Un certain ordre muet
[La culture] se décalant insensiblement des ordres empiriques qui lui sont prescrits par ses codes primaires, instaurant une première distance par rapport à eux, leur fait perdre leur transparence initiale, cesse de se laisser passivement traverser par eux, se déprend de leurs pouvoirs immédiats et invisibles, se libère assez pour constater que ces ordres ne sont peut-être pas les seuls possibles ni les meilleurs ; de sorte qu’elle se trouve devant le fait brut qu’il y a, au-dessous de ces ordres spontanés, des choses qui sont elles-mêmes ordonnables, qui appartiennent à un certain ordre muet, bref qu’il y a de l’ordre. [...] Ainsi, entre le regard déjà codé et la connaissance réflexive, il y a une région médiane qui délivre l’ordre en son être même : c’est là qu’il apparaît [...] continu et gradué ou morcelé et discontinu, lié à l’espace ou constitué à chaque instant par la poussée du temps, apparenté à un tableau de variables ou défini par des systèmes séparés de cohérences, composé de ressemblances qui se suivent de proche en proche ou se répondent en miroir, organisé autour de différences croissantes, etc. [...] Entre les codes ordinateurs et les réflexions sur l’ordre, il y a l’expérience nue de l’ordre et de ses modes d’être.

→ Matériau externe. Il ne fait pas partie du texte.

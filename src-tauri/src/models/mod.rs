//! 数据模型模块
//!
//! 包含所有核心数据结构:
//! - errors: 错误类型定义 (解析错误、配置错误)
//! - decode_result: 口令解析结果 (稀疏字段集)
//! - session_state: 会话状态快照 (结果 + 加载标记)
//! - decode_event: 前端通知事件 (失败提示与日志追踪)
//!
//! # 设计原则
//!
//! 1. **存在即合理**: 每个字段都有明确目的,无冗余
//! 2. **优雅即简约**: 类型名自文档化,代码自我阐述
//! 3. **错误处理**: 两类失败全部就地恢复,提供完整上下文
//! 4. **日志安全**: 用户粘贴的口令原文不记录到日志

pub mod decode_event;
pub mod decode_result;
pub mod errors;
pub mod session_state;

// 重导出常用类型,简化外部引用
pub use decode_event::{DecodeEvent, DecodeEventType};
pub use decode_result::DecodeResult;
pub use errors::{ConfigError, DecodeError};
pub use session_state::SessionState;
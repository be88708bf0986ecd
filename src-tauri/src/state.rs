use crate::services::{DecodeApiClient, DecodeConfig, DecodeSession};
use std::sync::Arc;

/// 应用全局状态
///
/// 存在即合理: 唯一字段即应用的唯一能力
/// - session: 解析会话控制器,状态归属与请求取代的单一来源
pub struct AppState {
    /// 会话控制器: 前端一切交互的入口
    pub session: Arc<DecodeSession>,
}

impl AppState {
    /// 初始化应用状态
    ///
    /// # 错误处理
    /// HTTP客户端构建失败将导致整个应用无法启动 - 这是必然,
    /// 因为无法发出请求的解析器等同于无用
    pub fn new(config: &DecodeConfig) -> Result<Self, Box<dyn std::error::Error>> {
        let api = Arc::new(DecodeApiClient::new(config)?);
        let session = Arc::new(DecodeSession::new(api));

        tracing::info!(
            api_url = %config.api_url,
            timeout_secs = %config.timeout_secs,
            "AppState initialized with decode session"
        );

        Ok(Self { session })
    }
}
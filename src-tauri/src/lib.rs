//! 京东口令解析桌面应用
//!
//! 接收用户粘贴的口令文本,调用远端解析服务,
//! 将返回字段 (图片/标题/用户名/跳转链接) 以可复制的列表呈现。
//!
//! 核心为单一的解析会话控制器: 取消过期请求、发出唯一一次POST、
//! 将成功/业务失败/传输失败三种了结收敛为可渲染的状态。

pub mod commands;
pub mod models;
pub mod services;
pub mod state;
pub mod utils;

use commands::decode_commands;
use services::ConfigService;
use state::AppState;

/// 启动Tauri应用
///
/// 初始化顺序: .env -> 日志 -> 配置 -> 应用状态 -> Tauri构建器。
/// 任何一步失败都直接终止启动 - 不完整的状态等同于无用。
pub fn run() {
    // 加载 .env (缺失时忽略,走默认配置)
    dotenvy::dotenv().ok();

    // 初始化日志系统
    utils::logger::init().expect("日志系统初始化失败");

    // 加载配置并构建应用状态
    let config = ConfigService::load_decode_config().expect("解析配置加载失败");
    let state = AppState::new(&config).expect("应用状态初始化失败");

    tauri::Builder::default()
        .plugin(tauri_plugin_shell::init())
        .manage(state)
        .invoke_handler(tauri::generate_handler![
            decode_commands::submit_code,
            decode_commands::session_state,
            decode_commands::dispose_session,
            decode_commands::open_jump_url,
        ])
        .run(tauri::generate_context!())
        .expect("启动Tauri应用时发生错误");
}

[...] À quelles conditions [...] réfléchir, entre les choses, des rapports de similarité ou d’équivalence qui fondent et justifient les mots, les classifications, les échanges ? [...] de définir le grand damier des identités distinctes qui s’établit sur le fond brouillé, indéfini, sans visage et comme indifférent, des différences ?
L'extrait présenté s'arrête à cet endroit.